Controversy is nothing new when it comes to systemd. Many people find this new Linux init system to be inherently flawed in most ways, yet it is still gaining traction with major distros like Arch Linux, openSUSE, Fedora, and soon both Ubuntu and Debian GNU/Linux. The adoption of systemd for Debian 8 "Jessie" has been particularly fraught with strife and animosity.
Some have described the systemd adoption process as having been a "coup", while others are vowing to stick with Debian 7 as long as possible before moving to another distro. Others are so upset by what they see as a complete betrayal of the Debian and open source communities that there is serious discussion about forking Debian. Regardless of one's stance toward systemd, it cannot be argued that it has become one of the most divisive and disruptive changes in the long history of the Debian project, threatening to destroy both the project and the community that has built up around it.
(Score: 3, Interesting) by Marand on Sunday September 28 2014, @02:57PM
For now, at least, it's still just a case of a software recommendation that eventually leads back to systemd. The problem there is that Recommends are usually installed automatically, so the average user is likely to conflate this with a requirement when it's still optional*.
As for Poettering's comment about not supporting systemd, that may be the case but there's still eudev (as you mentioned), and Debian has systemd-shim as a way to use other systemd (and udev) bits without requiring the init side. I don't know how long that will remain the case, but Debian has that kFreeBSD port, which can't use systemd, to consider, so it's hopefully going to last a while. Poettering and co. don't have any interest in non-Linux systems and kernels, and the longer it takes to port systemd elsewhere, the longer Debian will avoid complete tie-in.

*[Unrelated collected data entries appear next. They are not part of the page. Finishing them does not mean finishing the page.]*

//! Single-shot selection-change listener
//!
//! Each text selection arms one listener. The next `selectionchange` fires
//! it once and disarms it. Arming again replaces the previous listener, so
//! rapid reselection never stacks listeners.

#[derive(Debug, Default)]
pub struct SelectionListener {
    armed: Option<u64>,
    generation: u64,
}

impl SelectionListener {
    pub fn new() -> Self {
        Self::default()
    }

    /// Arm a listener for a new selection, replacing any armed one
    pub fn arm(&mut self) -> u64 {
        self.generation += 1;
        if let Some(previous) = self.armed.replace(self.generation) {
            tracing::debug!("Selection listener {} replaced by {}", previous, self.generation);
        }
        self.generation
    }

    /// Deliver a selection change; true if an armed listener fired
    pub fn fire(&mut self) -> bool {
        self.armed.take().is_some()
    }

    pub fn disarm(&mut self) {
        self.armed = None;
    }

    pub fn is_armed(&self) -> bool {
        self.armed.is_some()
    }

    /// Generation of the armed listener
    pub fn armed(&self) -> Option<u64> {
        self.armed
    }
}
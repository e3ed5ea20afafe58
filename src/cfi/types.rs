//! CFI value types used by the reader
//!
//! The reader treats a CFI as an opaque, comparable string produced and
//! consumed by the rendering engine. The only structural requirement here is
//! that a CFI is never empty.
//!
//! Reference: <https://idpf.org/epub/linking/cfi/epub-cfi.html>

use serde::{Deserialize, Serialize};
use std::fmt;
use thiserror::Error;

/// A non-empty EPUB CFI string
#[derive(Debug, Clone, PartialEq, Eq, Hash, Serialize, Deserialize)]
#[serde(try_from = "String", into = "String")]
pub struct Cfi(String);

/// Errors produced while building CFI values
#[derive(Debug, Clone, PartialEq, Eq, Error)]
pub enum CfiError {
    #[error("CFI must not be empty")]
    Empty,
}

impl Cfi {
    /// Wrap a CFI string, rejecting empty input
    pub fn new(value: impl Into<String>) -> Result<Self, CfiError> {
        let value = value.into();
        if value.trim().is_empty() {
            return Err(CfiError::Empty);
        }
        Ok(Self(value))
    }

    pub fn as_str(&self) -> &str {
        &self.0
    }
}

impl TryFrom<String> for Cfi {
    type Error = CfiError;

    fn try_from(value: String) -> Result<Self, Self::Error> {
        Cfi::new(value)
    }
}

impl TryFrom<&str> for Cfi {
    type Error = CfiError;

    fn try_from(value: &str) -> Result<Self, Self::Error> {
        Cfi::new(value)
    }
}

impl From<Cfi> for String {
    fn from(cfi: Cfi) -> Self {
        cfi.0
    }
}

impl AsRef<str> for Cfi {
    fn as_ref(&self) -> &str {
        &self.0
    }
}

impl fmt::Display for Cfi {
    fn fmt(&self, f: &mut fmt::Formatter<'_>) -> fmt::Result {
        f.write_str(&self.0)
    }
}

/// Screen rectangle of a selection, in viewport pixels
#[derive(Debug, Clone, Copy, PartialEq, Default, Serialize, Deserialize)]
pub struct Rect {
    pub x: f64,
    pub y: f64,
    pub width: f64,
    pub height: f64,
}

impl Rect {
    pub fn new(x: f64, y: f64, width: f64, height: f64) -> Self {
        Self {
            x,
            y,
            width,
            height,
        }
    }
}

If you don't have access to Debian or Ubuntu directly, you can look at Debian and Ubuntu deps at packages.debian.org and packages.ubuntu.com, respectively, for an idea of how their dependencies work out. If you do, though, apt-rdepends is probably the best way to check the dependency tree. Even allows output in a format springgraph (from signing-party package) understands for creating an image from the relationships.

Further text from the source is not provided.